Reading and Writing about Visual Experience: From Los Caprichos to Charlie Hebdo: History, Memory, and Politics in Image-Text Forms
MW 11-1230P, 104 MOFFITT
With the popularization of the graphic novel in the 21st century, readers and viewers have become more and more accustomed to seeing historical violence represented in pop culture forms, whether it be an animated film about the First Lebanese War or a manga about Japanese hibakusha. But when Art Spiegelman first published Maus, he worried about the dissonance of its form and content: “I feel so inadequate trying to reconstruct a reality that was worse than my darkest dream. And trying to do it as a comic strip!” And yet, as the novel alludes to Nazi and Disney propaganda, Spiegelman points to several historical precedents for the novel’s seemingly unusual—even pornographic—form.

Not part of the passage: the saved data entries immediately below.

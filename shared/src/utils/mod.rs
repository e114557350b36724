//! Utility functions and helpers

use anyhow::{Context, Result};
use std::time::Duration;

/// Parse a duration string (e.g., "500ms", "20s", "5m", "1h")
pub fn parse_duration(s: &str) -> Result<Duration> {
    let s = s.trim();

    if let Some(num_str) = s.strip_suffix("ms") {
        let millis: u64 = num_str.trim().parse()?;
        Ok(Duration::from_millis(millis))
    } else if let Some(num_str) = s.strip_suffix('s') {
        let secs: u64 = num_str.trim().parse()?;
        Ok(Duration::from_secs(secs))
    } else if let Some(num_str) = s.strip_suffix('m') {
        let mins: u64 = num_str.trim().parse()?;
        let secs = mins
            .checked_mul(60)
            .with_context(|| format!("duration {:?} is too large", s))?;
        Ok(Duration::from_secs(secs))
    } else if let Some(num_str) = s.strip_suffix('h') {
        let hours: u64 = num_str.trim().parse()?;
        let secs = hours
            .checked_mul(3600)
            .with_context(|| format!("duration {:?} is too large", s))?;
        Ok(Duration::from_secs(secs))
    } else {
        // Default to seconds if no suffix
        let secs: u64 = s.parse()?;
        Ok(Duration::from_secs(secs))
    }
}

#[cfg(test)]
mod tests {
    use super::*;

    #[test]
    fn test_parse_duration() {
        assert_eq!(parse_duration("20s").unwrap().as_secs(), 20);
        assert_eq!(parse_duration("5m").unwrap().as_secs(), 300);
        assert_eq!(parse_duration("1h").unwrap().as_secs(), 3600);
        assert_eq!(parse_duration("60").unwrap().as_secs(), 60);
        assert_eq!(parse_duration("250ms").unwrap(), Duration::from_millis(250));
    }

    #[test]
    fn test_parse_duration_rejects_garbage() {
        assert!(parse_duration("soon").is_err());
        assert!(parse_duration("-5s").is_err());
    }

    #[test]
    fn test_parse_duration_rejects_overflow() {
        assert!(parse_duration("18446744073709551615m").is_err());
        assert!(parse_duration("5124095576030432h").is_err());
        assert_eq!(parse_duration("5124095576030431h").unwrap().as_secs(), 5124095576030431 * 3600);
    }
}
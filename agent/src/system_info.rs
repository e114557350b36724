//! Field partitioning per entity group
//!
//! Each watched field belongs to exactly one entity group. Groups without
//! any requested field are not loaded and are skipped by the producer.

use crate::config::AgentConfig;
use std::collections::BTreeMap;
use std::fmt;
use vigil_shared::{FieldId, MetricDefinition};

/// Class of entity a field is read from
#[derive(Debug, Clone, Copy, PartialEq, Eq, PartialOrd, Ord, Hash)]
pub enum EntityGroup {
    Gpu,
    NvSwitch,
    NvLink,
    Cpu,
    CpuCore,
}

impl EntityGroup {
    /// Groups considered at startup, in load order
    pub const MONITORED: [EntityGroup; 5] = [
        EntityGroup::Gpu,
        EntityGroup::NvSwitch,
        EntityGroup::NvLink,
        EntityGroup::Cpu,
        EntityGroup::CpuCore,
    ];

    /// Entity group owning a backend field
    pub fn of_field(id: FieldId) -> EntityGroup {
        match id {
            856..=869 => EntityGroup::NvSwitch,
            870..=879 => EntityGroup::NvLink,
            1100..=1129 => EntityGroup::Cpu,
            1130..=1149 => EntityGroup::CpuCore,
            _ => EntityGroup::Gpu,
        }
    }
}

/// GPU profiling (DCP) fields, only readable on GPUs with profiling support
pub fn is_profiling_field(id: FieldId) -> bool {
    (1001..=1099).contains(&id)
}

impl fmt::Display for EntityGroup {
    fn fmt(&self, f: &mut fmt::Formatter<'_>) -> fmt::Result {
        let name = match self {
            EntityGroup::Gpu => "GPU",
            EntityGroup::NvSwitch => "NvSwitch",
            EntityGroup::NvLink => "NvLink",
            EntityGroup::Cpu => "CPU",
            EntityGroup::CpuCore => "CPU Core",
        };
        f.write_str(name)
    }
}

#[derive(Debug, Clone, PartialEq, Eq, thiserror::Error)]
#[error("no fields to watch for device type: {0}")]
pub struct NoFieldsError(pub EntityGroup);

/// Watched fields per entity group for one generation
#[derive(Debug, Clone, Default)]
pub struct SystemInfo {
    requested: BTreeMap<EntityGroup, Vec<MetricDefinition>>,
    loaded: BTreeMap<EntityGroup, Vec<MetricDefinition>>,
}

impl SystemInfo {
    /// Partition `primary` into entity groups. Nothing is loaded yet.
    pub fn build(primary: &[MetricDefinition], _config: &AgentConfig) -> Self {
        let mut requested: BTreeMap<EntityGroup, Vec<MetricDefinition>> = BTreeMap::new();
        for counter in primary {
            requested
                .entry(EntityGroup::of_field(counter.id))
                .or_default()
                .push(counter.clone());
        }
        Self {
            requested,
            loaded: BTreeMap::new(),
        }
    }

    /// Enable collection for `group`. Fails when no field was requested for it.
    pub fn load(&mut self, group: EntityGroup) -> Result<(), NoFieldsError> {
        match self.requested.get(&group) {
            Some(fields) if !fields.is_empty() => {
                self.loaded.insert(group, fields.clone());
                Ok(())
            }
            _ => Err(NoFieldsError(group)),
        }
    }

    pub fn is_loaded(&self, group: EntityGroup) -> bool {
        self.loaded.contains_key(&group)
    }

    /// Fields watched for a loaded group
    pub fn fields(&self, group: EntityGroup) -> Option<&[MetricDefinition]> {
        self.loaded.get(&group).map(Vec::as_slice)
    }

    /// Loaded GPU fields that need profiling support
    pub fn profiling_fields(&self) -> Vec<MetricDefinition> {
        self.fields(EntityGroup::Gpu)
            .unwrap_or_default()
            .iter()
            .filter(|f| is_profiling_field(f.id))
            .cloned()
            .collect()
    }

    /// Stop watching profiling fields. The GPU group is unloaded if nothing is left.
    pub fn drop_profiling(&mut self) -> usize {
        let Some(fields) = self.loaded.get_mut(&EntityGroup::Gpu) else {
            return 0;
        };
        let before = fields.len();
        fields.retain(|f| !is_profiling_field(f.id));
        let dropped = before - fields.len();
        if fields.is_empty() {
            self.loaded.remove(&EntityGroup::Gpu);
        }
        dropped
    }

    /// Loaded groups with their fields, in group order
    pub fn loaded(&self) -> impl Iterator<Item = (EntityGroup, &[MetricDefinition])> {
        self.loaded.iter().map(|(g, f)| (*g, f.as_slice()))
    }
}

In fact, image-text forms have long been used to represent contemporary history—for better or for worse. From illuminated manuscripts to propaganda posters, from wordless comics to idiosyncratic image-text hybrids (like the photo-roman or cinépoésie), artists have long experimented with the relationship between image and text. While in some cases these media are complementary, more often than not it is the gaps between image and text, or the weight of one at the expense of the other which produce multiple, conflicting meanings. Together we will consider how these image-texts (or text-images) have been an essential and often critical part of larger ideologies of politics, history, and memory. We will consider a wide array of image-text forms and the histories they represent, including (but not limited to): illuminated medieval manuscripts and 16th-century emblèmes 19th-century manga by Aikawa Minwa and Hokusai; Francisco Goya’s prints Los desastres de la Guerra; Charlie Hebdo, Punch, and Mad Magazine; Tintin and Corto Maltese; Daumier, Nadar, and Doré’s political cartoons; WWII childrens’ propaganda; Roldophe Töppfer’s proto-graphic novels; Chris Marker’s La jetée; Apollinaire’s Calligrammes; and Keiji Nakazawa’s Barefoot Gen.
As this course satisfies the second half of the Reading and Composition requirement, students will focus on the acquiring the skills necessary for completing a 10- to 15-page research paper. Students should also expect to complete several paper drafts, an annotated bibliography, and a short presentation.